LL-37 vs Zinc
Both are used for immunity. Here's how they compare on human evidence, mechanism, safety and availability — in plain English.
| LL-37 | Zinc | |
|---|---|---|
| Human evidence | ★★☆☆☆ | ★★★★☆ |
| Legal status | Not Approved | OTC Supplement |
| How it works | Human cathelicidin (CAMP gene) antimicrobial peptide; disrupts microbial membranes and modulates immunity/wound healing. | Cofactor in 100+ enzymes and required by Leydig cells for testosterone synthesis; a structural ion in "zinc-finger" transcription factors. Lost in sweat, so athletes are frequently deficient — and deficiency directly suppresses… |
| In plain English | A natural antibiotic your own body makes; explored for infections and healing. Very early for supplemental use. | A mineral your testosterone factory can't run without. Sweat it out training, and hormones drop.

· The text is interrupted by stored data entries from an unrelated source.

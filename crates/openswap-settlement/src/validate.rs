//! Read-only order checker.
//!
//! Produces one diagnostic code per category for a maker order without
//! touching any state. Codes inform off-chain callers which category
//! would reject the order at settlement time; a zero in every slot means
//! the order is expected to settle.
//!
//! The checker deliberately re-derives its verdicts from the same
//! primitives the settlement path uses, so the two tiers cannot drift.

use chrono::Utc;
use openswap_types::{
    AssetType, MakerOrder, OpenswapError, OrderNonceStatus, QuoteType, StrategyKind,
    validation_codes as codes,
    validation_codes::{CRITERIA_GROUPS, group},
};

use openswap_auth::{
    hash_batch_order, maker_order_hash, verify_contract_signature, verify_key_signature,
    verify_proof,
};

use crate::adapters::{ContractSignerVerifier, CreatorFeeOracle, CurrencyAllowlist};
use crate::engine::{OrderExecution, SettlementEngine};
use crate::fees::resolve_creator_fee;

impl SettlementEngine {
    /// Diagnose one maker order against the engine's current state.
    ///
    /// Never mutates and never aborts: each of the [`CRITERIA_GROUPS`]
    /// slots carries either zero or the first failure code found for its
    /// category.
    #[must_use]
    pub fn check_order_validity(
        &self,
        execution: &OrderExecution,
        creator_fees: &dyn CreatorFeeOracle,
        currencies: &dyn CurrencyAllowlist,
        signers: &dyn ContractSignerVerifier,
    ) -> [u32; CRITERIA_GROUPS] {
        let maker = &execution.maker;
        let now = Utc::now().timestamp();
        let order_hash = maker_order_hash(maker);

        let mut result = [codes::ORDER_EXPECTED_TO_BE_VALID; CRITERIA_GROUPS];
        result[group::NONCE] = self.nonce_code(maker, order_hash);
        result[group::SIGNATURE] = self.signature_code(execution, order_hash, signers);
        result[group::TIMESTAMP] = timestamp_code(maker, now);
        result[group::ASSET_SHAPE] = self.shape_code(maker);
        result[group::CURRENCY] = currency_code(maker, currencies);
        result[group::FEES] = self.fee_code(maker, creator_fees);
        result[group::STRATEGY] = self.strategy_code(maker);
        result
    }

    /// Diagnose a list of maker orders in one call.
    #[must_use]
    pub fn check_multiple_order_validities(
        &self,
        executions: &[OrderExecution],
        creator_fees: &dyn CreatorFeeOracle,
        currencies: &dyn CurrencyAllowlist,
        signers: &dyn ContractSignerVerifier,
    ) -> Vec<[u32; CRITERIA_GROUPS]> {
        executions
            .iter()
            .map(|e| self.check_order_validity(e, creator_fees, currencies, signers))
            .collect()
    }

    fn nonce_code(&self, maker: &MakerOrder, order_hash: alloy_primitives::B256) -> u32 {
        let user = self.nonces.user(maker.signer);
        let expected = match maker.quote_type {
            QuoteType::Bid => user.bid_nonce,
            QuoteType::Ask => user.ask_nonce,
        };
        if maker.global_nonce != expected {
            return codes::GLOBAL_NONCE_INVALIDATED;
        }
        if user.cancelled_subsets.contains(&maker.subset_nonce) {
            return codes::SUBSET_NONCE_CANCELLED;
        }
        match user.order_status(maker.order_nonce) {
            OrderNonceStatus::Unused => codes::ORDER_EXPECTED_TO_BE_VALID,
            OrderNonceStatus::PartiallyFilled { order_hash: h, .. } if h == order_hash => {
                codes::ORDER_EXPECTED_TO_BE_VALID
            }
            OrderNonceStatus::PartiallyFilled { .. } => codes::ORDER_NONCE_PARTIAL_FILL_MISMATCH,
            _ => codes::ORDER_NONCE_EXECUTED_OR_CANCELLED,
        }
    }

    fn signature_code(
        &self,
        execution: &OrderExecution,
        order_hash: alloy_primitives::B256,
        signers: &dyn ContractSignerVerifier,
    ) -> u32 {
        let struct_hash = match &execution.merkle {
            Some(merkle) => {
                let batch_hash = match hash_batch_order(merkle.root, merkle.proof.len()) {
                    Ok(hash) => hash,
                    Err(_) => return codes::MERKLE_PROOF_TOO_LARGE,
                };
                if !verify_proof(order_hash, &merkle.proof, merkle.root) {
                    return codes::MERKLE_PROOF_INVALID;
                }
                batch_hash
            }
            None => order_hash,
        };
        let digest = self.domain.digest(struct_hash);

        let signer = execution.maker.signer;
        let verdict = if signers.is_contract(signer) {
            verify_contract_signature(signers, digest, &execution.signature, signer)
        } else {
            verify_key_signature(digest, &execution.signature, signer)
        };
        match verdict {
            Ok(()) => codes::ORDER_EXPECTED_TO_BE_VALID,
            Err(OpenswapError::InvalidSignatureLength(_)) => codes::SIGNATURE_LENGTH_INVALID,
            Err(OpenswapError::BadSignatureV(_)) => codes::SIGNATURE_V_INVALID,
            Err(OpenswapError::BadSignatureS) => codes::SIGNATURE_S_INVALID,
            Err(OpenswapError::ContractSignerRejected(_)) => codes::CONTRACT_SIGNER_REJECTION,
            Err(_) => codes::SIGNER_MISMATCH,
        }
    }

    fn shape_code(&self, maker: &MakerOrder) -> u32 {
        // Collection offers carry no item list by design; their single
        // amount is the unit budget.
        let collection_offer = self
            .strategies
            .get(maker.strategy_id)
            .is_some_and(|r| r.kind == StrategyKind::CollectionOffer);
        if collection_offer {
            if maker.item_ids.is_empty() && maker.amounts.len() == 1 && maker.amounts[0] > 0 {
                return codes::ORDER_EXPECTED_TO_BE_VALID;
            }
            return codes::AMOUNT_INVALID_FOR_ASSET_TYPE;
        }

        if maker.item_ids.is_empty() {
            return codes::ITEM_LIST_EMPTY;
        }
        if maker.item_ids.len() != maker.amounts.len() {
            return codes::ITEM_AMOUNT_LENGTH_MISMATCH;
        }
        let amounts_ok = maker.amounts.iter().all(|&a| match maker.asset_type {
            AssetType::Erc721 => a == 1,
            AssetType::Erc1155 => a > 0,
        });
        if amounts_ok {
            codes::ORDER_EXPECTED_TO_BE_VALID
        } else {
            codes::AMOUNT_INVALID_FOR_ASSET_TYPE
        }
    }

    fn fee_code(&self, maker: &MakerOrder, creator_fees: &dyn CreatorFeeOracle) -> u32 {
        match resolve_creator_fee(
            creator_fees,
            maker.collection,
            &maker.item_ids,
            self.max_creator_fee_bp(),
        ) {
            Ok(_) => codes::ORDER_EXPECTED_TO_BE_VALID,
            Err(OpenswapError::BundleRoyaltyMismatch) => codes::BUNDLE_ROYALTY_INCONSISTENT,
            Err(_) => codes::CREATOR_FEE_ABOVE_CAP,
        }
    }

    fn strategy_code(&self, maker: &MakerOrder) -> u32 {
        match self.strategies.get(maker.strategy_id) {
            None => codes::STRATEGY_NOT_REGISTERED,
            Some(record) if !record.active => codes::STRATEGY_NOT_ACTIVE,
            Some(record) if !record.accepts_maker_side(maker.quote_type) => {
                codes::STRATEGY_WRONG_MAKER_SIDE
            }
            Some(_) => codes::ORDER_EXPECTED_TO_BE_VALID,
        }
    }
}

fn timestamp_code(maker: &MakerOrder, now: i64) -> u32 {
    if maker.start_time > now {
        codes::START_TIME_IN_FUTURE
    } else if maker.end_time < now {
        codes::END_TIME_IN_PAST
    } else {
        codes::ORDER_EXPECTED_TO_BE_VALID
    }
}

fn currency_code(maker: &MakerOrder, currencies: &dyn CurrencyAllowlist) -> u32 {
    if !currencies.is_allowed(maker.currency) {
        return codes::CURRENCY_NOT_ALLOWED;
    }
    if maker.quote_type == QuoteType::Bid && maker.is_native_currency() {
        return codes::NATIVE_CURRENCY_INVALID_FOR_BID;
    }
    codes::ORDER_EXPECTED_TO_BE_VALID
}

Fixing a deficiency reliably raises testosterone; taking extra when you're already fine does nothing. |
| Bottom line | Interesting antimicrobial biology; minimal human supplement data. | Valuable if deficient, which many athletes are. |
| Availability | Not widely approved | Available over the counter |
Which is better for immunity?
Zinc has the stronger human-evidence rating (★★★★☆ vs ★★☆☆☆), but the right choice still depends on your goal, tolerance and budget.
Common questions
Is LL-37 or Zinc better for immunity?
Zinc has the stronger human-evidence rating (★★★★☆ vs ★★☆☆☆), but the right choice still depends on your goal, tolerance and budget.
What's the difference between LL-37 and Zinc?
LL-37: Interesting antimicrobial biology; minimal human supplement data. — Zinc: Valuable if deficient, which many athletes are.